Most of the music on this disc has never been recorded before, and it presents a Sibelius different from the one most listeners are used to, at least outside Finland. Some of these works were originally written for male choir, while others were arranged for the ancestor of the choir that performs on this recording, the YL Male Voice Choir of the University of Helsinki. The music, arising during an era in which Finland was in the middle of a long process of throwing off Russian control, runs on a continuum from Wagner-like interest in the Finnish national epic, the Kalevala, to out-and-out patriotic songs like the "Jääkärien Marssi, Op. 91a." Several of the pieces are semi-dramatic cantatas with big, unsubtle effects quite unlike the elaborate logic of the later Sibelius orchestral music, but there are also links in orchestration and thematic material to Sibelius' earlier instrumental music; sample track 4, Vapautettu Kuningatar, for instance, which is of a piece stylistically with much of the Symphony No. 2. The YL Male Voice Choir obviously sings from a position of great familiarity with the music, executing everything cleanly and vigorously.
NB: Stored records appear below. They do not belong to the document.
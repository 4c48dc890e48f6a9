//! Size-capped two-pass video encoding.
//!
//! [`engine::FitPipeline`] takes a clip and a size profile, renders the audio
//! to learn its exact size, spends the remaining bytes on video and runs a
//! two-pass ffmpeg encode, reporting (never correcting) any overshoot.

pub mod config;
pub mod engine;
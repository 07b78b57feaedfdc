//! flashdeck - flashcard review in the terminal
//!
//! The [`review`] module holds the card review engine: a deck, a position,
//! and the input routing that turns clicks and key presses into navigation
//! and flips. [`client`] covers the server-side forms for module creation,
//! login and registration.

#![allow(clippy::uninlined_format_args)] // Style preference
#![allow(clippy::return_self_not_must_use)] // Builder pattern is clear enough
#![allow(clippy::items_after_statements)] // Locally-scoped use statements are fine
#![allow(clippy::too_many_arguments)] // Some functions legitimately need many params

pub mod cli;
pub mod client;
pub mod config;
pub mod logger;
pub mod review;
pub mod ui;

// Re-export important structs and functions for easier testing
pub use config::Config;
pub use review::{CardSet, ReviewEngine, ReviewState, Surface};
//! Projection of review state onto the screen
//!
//! [`project`] turns the card set and review state into the values the
//! learner sees. It is pure: the same inputs always give the same
//! [`DisplayState`]. The `render_*` functions draw a projected state with
//! ratatui and never touch review state.

use ratatui::Frame;
use ratatui::layout::{Alignment, Rect};
use ratatui::text::{Line, Span};
use ratatui::widgets::{Block, BorderType, Borders, Paragraph};
use unicode_width::UnicodeWidthStr;

use super::cards::CardSet;
use super::events::FocusTarget;
use super::layout::ReviewLayout;
use super::state::ReviewState;
use super::surface::Surface;
use super::theme;

// ═══════════════════════════════════════════════════════════════════════════════
// Projection
// ═══════════════════════════════════════════════════════════════════════════════

/// Observable output of one render pass
#[derive(Debug, Clone, PartialEq, Eq, Default)]
pub struct DisplayState {
    pub term: String,
    pub definition: String,
    /// `"<position>/<total>"`, one-based
    pub progress_label: String,
    /// Pressed/revealed indicator for the card
    pub flipped: bool,
}

/// Project the current card and state into display values
pub fn project(cards: &CardSet, state: &ReviewState) -> DisplayState {
    let card = cards.get(state.index);
    DisplayState {
        definition: card.resolved_definition().to_string(),
        term: card.term,
        progress_label: format!("{}/{}", state.position(), cards.effective_total()),
        flipped: state.flipped,
    }
}

// ═══════════════════════════════════════════════════════════════════════════════
// Drawing
// ═══════════════════════════════════════════════════════════════════════════════

/// Everything needed to draw one frame
pub struct ReviewView<'a> {
    pub display: &'a DisplayState,
    pub surface: &'a Surface,
    pub layout: &'a ReviewLayout,
    pub focus: FocusTarget,
    pub answer: &'a str,
    pub status: Option<&'a str>,
}

/// Draw the whole review screen
pub fn render_review(frame: &mut Frame, view: &ReviewView<'_>) {
    render_header(frame, view.layout.header, view);
    render_card(frame, view.layout.card, view);
    render_controls(frame, view);
    if let Some(area) = view.layout.answer {
        render_answer(frame, area, view);
    }
    render_status(frame, view.layout.status, view);
}

fn render_header(frame: &mut Frame, area: Rect, view: &ReviewView<'_>) {
    let mut spans = vec![Span::styled(theme::review_title(), theme::term())];
    if view.surface.progress {
        spans.push(Span::raw("  "));
        spans.push(Span::styled(
            view.display.progress_label.as_str(),
            theme::progress(),
        ));
    }
    frame.render_widget(Paragraph::new(Line::from(spans)), area);
}

fn render_card(frame: &mut Frame, area: Rect, view: &ReviewView<'_>) {
    let display = view.display;
    let focused = view.focus == FocusTarget::Card;

    let side = if display.flipped { " definition " } else { " term " };
    let block = Block::default()
        .borders(Borders::ALL)
        .border_type(if display.flipped {
            BorderType::Double
        } else {
            BorderType::Rounded
        })
        .border_style(theme::card_border(focused, display.flipped))
        .title(Span::styled(side, theme::dimmed()));
    let inner = block.inner(area);
    frame.render_widget(block, area);

    let width = usize::from(inner.width.saturating_sub(2)).max(1);
    let mut lines: Vec<Line> = wrap_lines(&display.term, width)
        .into_iter()
        .map(|l| Line::styled(l, theme::term()))
        .collect();

    if display.flipped {
        lines.push(Line::raw(""));
        lines.extend(
            wrap_lines(&display.definition, width)
                .into_iter()
                .map(|l| Line::styled(l, theme::definition())),
        );
    }

    let padding = usize::from(inner.height).saturating_sub(lines.len()) / 2;
    let mut centered = vec![Line::raw(""); padding];
    centered.extend(lines);

    frame.render_widget(
        Paragraph::new(centered).alignment(Alignment::Center),
        inner,
    );
}

fn render_controls(frame: &mut Frame, view: &ReviewView<'_>) {
    let buttons = [
        (view.layout.prev, "◀ prev", FocusTarget::PrevButton),
        (view.layout.flip, "flip", FocusTarget::FlipButton),
        (view.layout.next, "next ▶", FocusTarget::NextButton),
    ];

    for (area, label, target) in buttons {
        let Some(area) = area else { continue };
        let focused = view.focus == target;
        let block = Block::default().borders(Borders::ALL).border_style(if focused {
            theme::focused_border()
        } else {
            theme::unfocused_border()
        });
        frame.render_widget(
            Paragraph::new(Span::styled(label, theme::button(focused)))
                .alignment(Alignment::Center)
                .block(block),
            area,
        );
    }
}

fn render_answer(frame: &mut Frame, area: Rect, view: &ReviewView<'_>) {
    let focused = view.focus == FocusTarget::AnswerInput;
    let block = Block::default()
        .borders(Borders::ALL)
        .title(Span::styled(" answer ", theme::dimmed()))
        .border_style(if focused {
            theme::focused_border()
        } else {
            theme::unfocused_border()
        });
    let inner = block.inner(area);
    frame.render_widget(Paragraph::new(view.answer).block(block), area);

    if focused {
        let offset = u16::try_from(view.answer.width()).unwrap_or(u16::MAX);
        let x = inner.x.saturating_add(offset).min(inner.right().saturating_sub(1));
        frame.set_cursor_position((x, inner.y));
    }
}

fn render_status(frame: &mut Frame, area: Rect, view: &ReviewView<'_>) {
    let line = match view.status {
        Some(message) => Line::styled(message, theme::error()),
        None => Line::styled(
            "space/enter flip · ←/→ move · tab focus · q quit",
            theme::dimmed(),
        ),
    };
    frame.render_widget(Paragraph::new(line), area);
}

fn wrap_lines(text: &str, width: usize) -> Vec<String> {
    textwrap::wrap(text, width)
        .into_iter()
        .map(std::borrow::Cow::into_owned)
        .collect()
}

#[cfg(test)]
mod tests {
    use super::*;
    use crate::review::cards::Card;
    use ratatui::Terminal;
    use ratatui::backend::TestBackend;

    fn draw(display: &DisplayState, surface: &Surface) -> String {
        let area = Rect::new(0, 0, 60, 20);
        let layout = ReviewLayout::calculate(area, surface);
        let view = ReviewView {
            display,
            surface,
            layout: &layout,
            focus: FocusTarget::Card,
            answer: "",
            status: None,
        };

        let mut terminal = Terminal::new(TestBackend::new(60, 20)).expect("test terminal");
        terminal
            .draw(|frame| render_review(frame, &view))
            .expect("draw succeeds");
        terminal
            .backend()
            .buffer()
            .content
            .iter()
            .map(ratatui::buffer::Cell::symbol)
            .collect()
    }

    #[test]
    fn test_projection_of_first_card() {
        let cards = CardSet::from_cards(vec![Card::new("A", "1"), Card::new("B", "2")]);
        let display = project(&cards, &ReviewState::new());
        assert_eq!(display.term, "A");
        assert_eq!(display.definition, "1");
        assert_eq!(display.progress_label, "1/2");
        assert!(!display.flipped);
    }

    #[test]
    fn test_projection_of_empty_deck() {
        let display = project(&CardSet::parse("not-json"), &ReviewState::new());
        assert_eq!(display, DisplayState {
            term: String::new(),
            definition: String::new(),
            progress_label: "1/1".to_string(),
            flipped: false,
        });
    }

    #[test]
    fn test_projection_is_idempotent() {
        let cards = CardSet::from_cards(vec![Card::new("A", "1")]);
        let state = ReviewState {
            index: 0,
            flipped: true,
        };
        assert_eq!(project(&cards, &state), project(&cards, &state));
    }

    #[test]
    fn test_progress_label_matches_position() {
        let cards = CardSet::from_cards((0..5).map(|i| Card::new(i.to_string(), "")).collect());
        for index in 0..5 {
            let display = project(&cards, &ReviewState::at(index, 5));
            assert_eq!(display.progress_label, format!("{}/5", index + 1));
        }
    }

    #[test]
    fn test_definition_hidden_until_flipped() {
        let cards = CardSet::from_cards(vec![Card::new("Hola", "Hello"), Card::new("B", "2")]);
        let surface = Surface::full();

        let front = draw(&project(&cards, &ReviewState::new()), &surface);
        assert!(front.contains("Hola"));
        assert!(!front.contains("Hello"));
        assert!(front.contains("1/2"));

        let flipped = ReviewState {
            index: 0,
            flipped: true,
        };
        let back = draw(&project(&cards, &flipped), &surface);
        assert!(back.contains("Hola"));
        assert!(back.contains("Hello"));
    }

    #[test]
    fn test_minimal_surface_draws_no_buttons() {
        let cards = CardSet::from_cards(vec![Card::new("A", "1")]);
        let screen = draw(&project(&cards, &ReviewState::new()), &Surface::minimal());
        assert!(!screen.contains("◀ prev"));
        assert!(!screen.contains("next ▶"));
        assert!(!screen.contains("answer"));
        assert!(!screen.contains("1/1"));
    }

    #[test]
    fn test_wrap_lines_respects_width() {
        let lines = wrap_lines("one two three four", 9);
        assert!(lines.iter().all(|l| l.width() <= 9));
        assert!(lines.len() > 1);
    }
}
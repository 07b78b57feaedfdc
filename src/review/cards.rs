//! Card data for a review session
//!
//! Decodes the serialized card payload once and serves cards by index.

use std::io::Read;
use std::path::PathBuf;

use anyhow::{Context, Result};
use serde::{Deserialize, Deserializer, Serialize};

use crate::{log_debug, log_error};

// ═══════════════════════════════════════════════════════════════════════════════
// Card
// ═══════════════════════════════════════════════════════════════════════════════

/// A single term/definition pair
#[derive(Debug, Clone, Default, PartialEq, Eq, Serialize, Deserialize)]
pub struct Card {
    /// Front side of the card
    #[serde(default, deserialize_with = "null_as_empty")]
    pub term: String,
    /// Back side of the card
    #[serde(default, deserialize_with = "null_as_empty")]
    pub dfn: String,
    /// Legacy name for the back side, used when `dfn` is empty
    #[serde(default, skip_serializing_if = "Option::is_none")]
    pub definition: Option<String>,
}

impl Card {
    pub fn new(term: impl Into<String>, dfn: impl Into<String>) -> Self {
        Self {
            term: term.into(),
            dfn: dfn.into(),
            definition: None,
        }
    }

    /// Definition text as shown to the learner.
    ///
    /// `dfn` wins when non-empty, then the legacy `definition` field, then `""`.
    pub fn resolved_definition(&self) -> &str {
        if self.dfn.is_empty() {
            self.definition.as_deref().unwrap_or_default()
        } else {
            &self.dfn
        }
    }
}

fn null_as_empty<'de, D>(deserializer: D) -> Result<String, D::Error>
where
    D: Deserializer<'de>,
{
    Ok(Option::<String>::deserialize(deserializer)?.unwrap_or_default())
}

// ═══════════════════════════════════════════════════════════════════════════════
// Card Set
// ═══════════════════════════════════════════════════════════════════════════════

/// The immutable ordered cards of one review session
#[derive(Debug, Clone, Default, PartialEq, Eq)]
pub struct CardSet {
    cards: Vec<Card>,
}

impl CardSet {
    pub fn from_cards(cards: Vec<Card>) -> Self {
        Self { cards }
    }

    /// Decode a JSON array of card records.
    ///
    /// Blank input is an empty deck. Anything that fails to decode is logged
    /// and also yields an empty deck; this never fails outward.
    pub fn parse(raw: &str) -> Self {
        if raw.trim().is_empty() {
            return Self::default();
        }

        match serde_json::from_str::<Vec<Card>>(raw) {
            Ok(cards) => {
                log_debug!("Loaded {} cards", cards.len());
                Self { cards }
            }
            Err(e) => {
                log_error!("invalid cards JSON: {}", e);
                Self::default()
            }
        }
    }

    /// Card at `index`, or an empty card when `index` is out of range
    pub fn get(&self, index: usize) -> Card {
        self.cards.get(index).cloned().unwrap_or_default()
    }

    pub fn size(&self) -> usize {
        self.cards.len()
    }

    pub fn is_empty(&self) -> bool {
        self.cards.is_empty()
    }

    /// Total used for display; an empty deck still reads as one position
    pub fn effective_total(&self) -> usize {
        self.cards.len().max(1)
    }
}

// ═══════════════════════════════════════════════════════════════════════════════
// Loading
// ═══════════════════════════════════════════════════════════════════════════════

/// Where the serialized card payload comes from
#[derive(Debug, Clone)]
pub enum CardSource {
    /// JSON file on disk
    File(PathBuf),
    /// JSON passed directly on the command line
    Inline(String),
    /// JSON piped on standard input
    Stdin,
}

/// Read the raw payload and decode it.
///
/// Only I/O failures are errors here; a payload that reads fine but does not
/// decode still becomes an empty deck.
pub fn load_cards(source: &CardSource) -> Result<CardSet> {
    let raw = match source {
        CardSource::File(path) => std::fs::read_to_string(path)
            .with_context(|| format!("Failed to read cards from {}", path.display()))?,
        CardSource::Inline(raw) => raw.clone(),
        CardSource::Stdin => {
            let mut buf = String::new();
            std::io::stdin()
                .read_to_string(&mut buf)
                .context("Failed to read cards from stdin")?;
            buf
        }
    };

    Ok(CardSet::parse(&raw))
}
This includes the long, often rhythmically very free "Rakastava" (The Lover), which is a real challenge for choral singers with its mixture of harmonic density, a rather bombastic quality, and a complex relationship between choir and soloists. The accompaniment from Finland's
Lahti Symphony Orchestra under
Osmo Vänskä is solid, and in general, although this music may not be for everybody, this disc is a must for Sibelius lovers who may not have fully appreciated that his nationalist streak did not begin or end with Finlandia. Notes are in English, Finnish, German, and French, but texts are in Finnish and English only.